A Python implementation of the AlphaZero algorithm for board games, with detailed illustrations and explanations.
|
TicTacToe (3×3) |
Connect Four (7×6) |
AlphaZero is a groundbreaking algorithm that combines Monte Carlo Tree Search (MCTS) with deep neural networks to achieve superhuman performance in board games. This project provides a detailed implementation of AlphaZero, including the core components and a user-friendly interface for interactive play.
This project implements the core concepts of the AlphaZero algorithm, featuring:
- Monte Carlo Tree Search (MCTS)
- Deep Neural Network Policy
- Self-play Training
- Board Game Environment (e.g., TicTacToe)
illustrated-alphazero/
├── src/
│ ├── agent.py # MCTS Agent implementation
│ ├── config.py # Configuration settings
│ ├── environment.py # Game environment
│ ├── interact.py # GUI for human interaction
│ ├── network.py # Neural network architecture
│ ├── search.py # Monte Carlo Tree Search
│ ├── transform.py # Board state transformations
│ └── utils.py # Utility functions
├── checkpoints/ # Model checkpoints
├── main.py # Training entry point
├── playground.py # Interactive game environment
└── README.md
- Selection: Choose promising nodes using UCB scores
- Expansion: Create child nodes for unexplored states
- Evaluation: Use neural network to evaluate positions
- Backpropagation: Update node statistics
- Policy Head: Predicts move probabilities
- Value Head: Estimates position value
- Convolutional Features: Extracts board patterns
- Game simulation through MCTS
- Data collection from self-play games
- Neural network training with collected examples
git clone https://github.com/deepbiolab/illustrated-alphazero.git
cd illustrated-alphazero
pip install -r requirements.txtpython main.pyThe main.py script trains the AlphaZero model using the specified configuration.
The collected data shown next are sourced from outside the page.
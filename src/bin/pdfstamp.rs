//! CLI binary for pdfstamp.
//!
//! A thin shim over the library crate that maps CLI flags
//! to `StampJob` / `StampConfig` and prints results.

use anyhow::{Context, Result};
use clap::Parser;
use indicatif::{ProgressBar, ProgressStyle};
use pdfstamp::{
    plan, stamp_with_cancel, Location, PageRange, ProgressCallback, StampConfig, StampError,
    StampJob, StampOutcome, StampProgressCallback, StampTool,
};
use std::io;
use std::path::{Path, PathBuf};
use std::sync::Arc;
use std::time::Duration;
use tracing_subscriber::EnvFilter;

// ── ANSI colour helpers (no extra deps) ──────────────────────────────────────

fn green(s: &str) -> String {
    format!("\x1b[32m{s}\x1b[0m")
}
fn red(s: &str) -> String {
    format!("\x1b[31m{s}\x1b[0m")
}
fn dim(s: &str) -> String {
    format!("\x1b[2m{s}\x1b[0m")
}
fn bold(s: &str) -> String {
    format!("\x1b[1m{s}\x1b[0m")
}

// ── CLI progress callback using indicatif ────────────────────────────────────

/// Spinner shown while the stamping tool runs.
struct CliProgressCallback {
    bar: ProgressBar,
}

impl CliProgressCallback {
    fn new() -> Arc<Self> {
        let bar = ProgressBar::new_spinner();
        let style = ProgressStyle::with_template("{spinner:.cyan} {prefix:.bold}  {msg}  {elapsed:.dim}")
            .unwrap_or_else(|_| ProgressStyle::default_spinner())
            .tick_strings(&["⠋", "⠙", "⠹", "⠸", "⠼", "⠴", "⠦", "⠧", "⠇", "⠏", "⠿"]);
        bar.set_style(style);
        bar.set_prefix("Preparing");
        Arc::new(Self { bar })
    }
}

impl StampProgressCallback for CliProgressCallback {
    fn on_validated(&self, source: &Path, output_path: &Path) {
        self.bar.set_message(format!(
            "{} → {}",
            source.display(),
            output_path.display()
        ));
    }

    fn on_staged(&self, staging_dir: &Path) {
        self.bar
            .println(dim(&format!("  staged inputs in {}", staging_dir.display())));
    }

    fn on_tool_start(&self, _command_line: &str) {
        self.bar.set_prefix("Stamping");
        self.bar.enable_steady_tick(Duration::from_millis(80));
    }

    fn on_tool_finish(&self, _elapsed_ms: u64) {
        self.bar.finish_and_clear();
    }

    fn on_complete(&self, _success: bool, _message: &str) {
        if !self.bar.is_finished() {
            self.bar.finish_and_clear();
        }
    }
}

const AFTER_HELP: &str = r#"EXAMPLES:
  # Stamp every page, write report_stamped.pdf next to report.pdf
  pdfstamp report.pdf logo.png

  # Pages 1 and 3 plus 10 through 12, into another directory
  pdfstamp report.pdf logo.png -o /tmp/out -p 1,3 --range 10-12

  # Offset the stamp and replace a previous run's output
  pdfstamp report.pdf seal.svg -l 36,720 --overwrite

  # Show the command that would run, without running it
  pdfstamp report.pdf logo.png --print-command

  # Machine-readable result
  pdfstamp report.pdf logo.png --json

SUPPORTED OVERLAY FORMATS (detected by content, not extension):
  PNG, JPEG, GIF, BMP, ICO, TIFF, SVG

ENVIRONMENT VARIABLES:
  PDFSTAMP_JAR     Path to pdfstamp.jar
  PDFSTAMP_HOME    Directory searched for pdfstamp.jar
  PDFSTAMP_JAVA    Java launcher (default: $JAVA_HOME/bin/java, else java)
  JAVA_HOME        Java installation used when PDFSTAMP_JAVA is unset
  RUST_LOG         Log filter, overrides --verbose/--quiet
"#;

/// Stamp an image onto PDF pages.
#[derive(Parser, Debug)]
#[command(
    name = "pdfstamp",
    version,
    about = "Stamp an image onto PDF pages",
    long_about = "Stamp an image onto the pages of a PDF document using the pdfstamp engine. \
Inputs are checked by content before the engine runs; the stamped copy is written as \
<name>_stamped.<ext> in the output directory.",
    arg_required_else_help = true,
    color = clap::ColorChoice::Auto,
    after_long_help = AFTER_HELP
)]
struct Cli {
    /// PDF document to stamp.
    source: PathBuf,

    /// Overlay image (PNG, JPEG, GIF, BMP, ICO, TIFF or SVG).
    image: PathBuf,

    /// Directory for the stamped file. Default: the source's directory.
    #[arg(short, long, env = "PDFSTAMP_OUTPUT_DIR")]
    output_dir: Option<PathBuf>,

    /// DPI override for the overlay.
    #[arg(short, long, env = "PDFSTAMP_DPI",
          value_parser = clap::value_parser!(u32).range(1..))]
    dpi: Option<u32>,

    /// Alternate stamp source URL passed through to the engine.
    #[arg(short = 'u', long, env = "PDFSTAMP_URL")]
    stamp_url: Option<String>,

    /// Placement offset as x,y.
    #[arg(short, long, env = "PDFSTAMP_LOCATION", default_value = "0,0",
          allow_hyphen_values = true)]
    location: String,

    /// Page to stamp (repeatable, or comma-separated: -p 1,3,5).
    #[arg(short = 'p', long = "page", value_delimiter = ',')]
    pages: Vec<u32>,

    /// Inclusive page range to stamp, e.g. 5-8 (repeatable).
    #[arg(long = "range", value_name = "START-END")]
    ranges: Vec<String>,

    /// Replace an existing stamped file.
    #[arg(long, env = "PDFSTAMP_OVERWRITE")]
    overwrite: bool,

    /// Skip readability and content-type checks.
    #[arg(long, env = "PDFSTAMP_NO_VALIDATE")]
    no_validate: bool,

    /// Copy inputs into a staging directory before running the engine.
    #[arg(long, env = "PDFSTAMP_STAGE")]
    stage: bool,

    /// Java launcher used to run the engine.
    #[arg(long, env = "PDFSTAMP_JAVA")]
    java: Option<PathBuf>,

    /// Path to pdfstamp.jar.
    #[arg(long, env = "PDFSTAMP_JAR")]
    jar: Option<PathBuf>,

    /// Seconds to wait for the engine before killing it.
    #[arg(long, env = "PDFSTAMP_TIMEOUT", default_value_t = 300,
          value_parser = clap::value_parser!(u64).range(1..))]
    timeout: u64,

    /// Print the result as JSON ({"success", "message", "output"}).
    #[arg(long, env = "PDFSTAMP_JSON")]
    json: bool,

    /// Print the engine command line and exit without running it.
    #[arg(long, env = "PDFSTAMP_PRINT_COMMAND")]
    print_command: bool,

    /// Disable the spinner.
    #[arg(long, env = "PDFSTAMP_NO_PROGRESS")]
    no_progress: bool,

    /// Enable DEBUG-level tracing logs.
    #[arg(short, long, env = "PDFSTAMP_VERBOSE")]
    verbose: bool,

    /// Suppress all output except errors.
    #[arg(short, long, env = "PDFSTAMP_QUIET")]
    quiet: bool,
}

#[tokio::main]
async fn main() -> Result<()> {
    let cli = Cli::parse();

    // ── Logging setup ────────────────────────────────────────────────────
    // Keep INFO logs out of the way of the spinner; it already says what
    // is happening.
    let show_progress = !cli.quiet && !cli.no_progress && !cli.json && !cli.print_command;
    let filter = if cli.verbose {
        "debug"
    } else if cli.quiet || show_progress || cli.json {
        "error"
    } else {
        "info"
    };

    tracing_subscriber::fmt()
        .with_env_filter(
            EnvFilter::try_from_default_env().unwrap_or_else(|_| EnvFilter::new(filter)),
        )
        .with_writer(io::stderr)
        .init();

    // ── Build job + config ───────────────────────────────────────────────
    let job = build_job(&cli)?;

    let progress_cb: Option<ProgressCallback> = if show_progress {
        Some(CliProgressCallback::new() as Arc<dyn StampProgressCallback>)
    } else {
        None
    };
    let config = build_config(&cli, progress_cb)?;

    // ── Dry run ──────────────────────────────────────────────────────────
    if cli.print_command {
        let invocation = plan(&job, &config).context("Failed to assemble command")?;
        println!("{invocation}");
        return Ok(());
    }

    // ── Run ──────────────────────────────────────────────────────────────
    let result = stamp_with_cancel(&job, &config, ctrl_c()).await;

    if cli.json {
        let outcome = StampOutcome::from(result);
        println!(
            "{}",
            serde_json::to_string_pretty(&outcome).context("Failed to serialise result")?
        );
        if !outcome.success {
            std::process::exit(1);
        }
        return Ok(());
    }

    match result {
        Ok(output) => {
            println!("{}", output.output_path.display());
            if !cli.quiet {
                eprintln!(
                    "{}  {}  {}",
                    green("✔"),
                    bold(&output.output_path.display().to_string()),
                    dim(&format!("{}ms", output.total_duration_ms)),
                );
            }
            Ok(())
        }
        Err(e) => {
            if !cli.quiet {
                eprintln!("{}  {}", red("✘"), red(&first_line(&e)));
            }
            Err(e).context("Stamping failed")
        }
    }
}

/// Resolves on Ctrl-C; never resolves if the handler cannot be installed.
async fn ctrl_c() {
    if tokio::signal::ctrl_c().await.is_err() {
        std::future::pending::<()>().await;
    }
}

fn first_line(e: &StampError) -> String {
    e.to_string().lines().next().unwrap_or_default().to_string()
}

/// Map CLI args to `StampJob`.
fn build_job(cli: &Cli) -> Result<StampJob> {
    let location: Location = cli
        .location
        .parse()
        .with_context(|| format!("Invalid --location '{}'", cli.location))?;
    let ranges = cli
        .ranges
        .iter()
        .map(|r| {
            r.parse::<PageRange>()
                .with_context(|| format!("Invalid --range '{r}'"))
        })
        .collect::<Result<Vec<_>>>()?;

    let mut builder = StampJob::builder(&cli.source, &cli.image)
        .location(location.x, location.y)
        .pages(cli.pages.iter().copied())
        .page_ranges(ranges);

    if let Some(ref dir) = cli.output_dir {
        builder = builder.output_dir(dir);
    }
    if let Some(dpi) = cli.dpi {
        builder = builder.dpi(dpi);
    }
    if let Some(ref url) = cli.stamp_url {
        builder = builder.stamp_url(url);
    }
    if cli.overwrite {
        builder = builder.overwrite();
    }
    if cli.no_validate {
        builder = builder.skip_validation();
    }
    if cli.stage {
        builder = builder.stage_in_working_dir();
    }

    builder.build().context("Invalid stamp job")
}

/// Map CLI args to `StampConfig`.
fn build_config(cli: &Cli, progress: Option<ProgressCallback>) -> Result<StampConfig> {
    let mut builder = StampConfig::builder().timeout_secs(cli.timeout);

    // Either flag pins the tool; otherwise the library locates it per run.
    if cli.java.is_some() || cli.jar.is_some() {
        let java = cli
            .java
            .clone()
            .unwrap_or_else(pdfstamp_locate::java_binary);
        let jar = match cli.jar {
            Some(ref jar) => jar.clone(),
            None => pdfstamp_locate::locate_jar().context("Failed to locate pdfstamp.jar")?,
        };
        builder = builder.tool(StampTool::java_jar(java, jar));
    }
    if let Some(cb) = progress {
        builder = builder.progress_callback(cb);
    }

    builder.build().context("Invalid configuration")
}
It simulates self-play games, collects data, and trains the neural network.
python playground.pyThe playground.py script provides a graphical interface for playing against the trained model. You can interact with the game using the provided GUI in different game modes:
- Human vs Human: Two players take turns making moves.
- Human vs Random: Play against a random AI opponent.
- Human vs AI: Play against the trained AlphaZero model.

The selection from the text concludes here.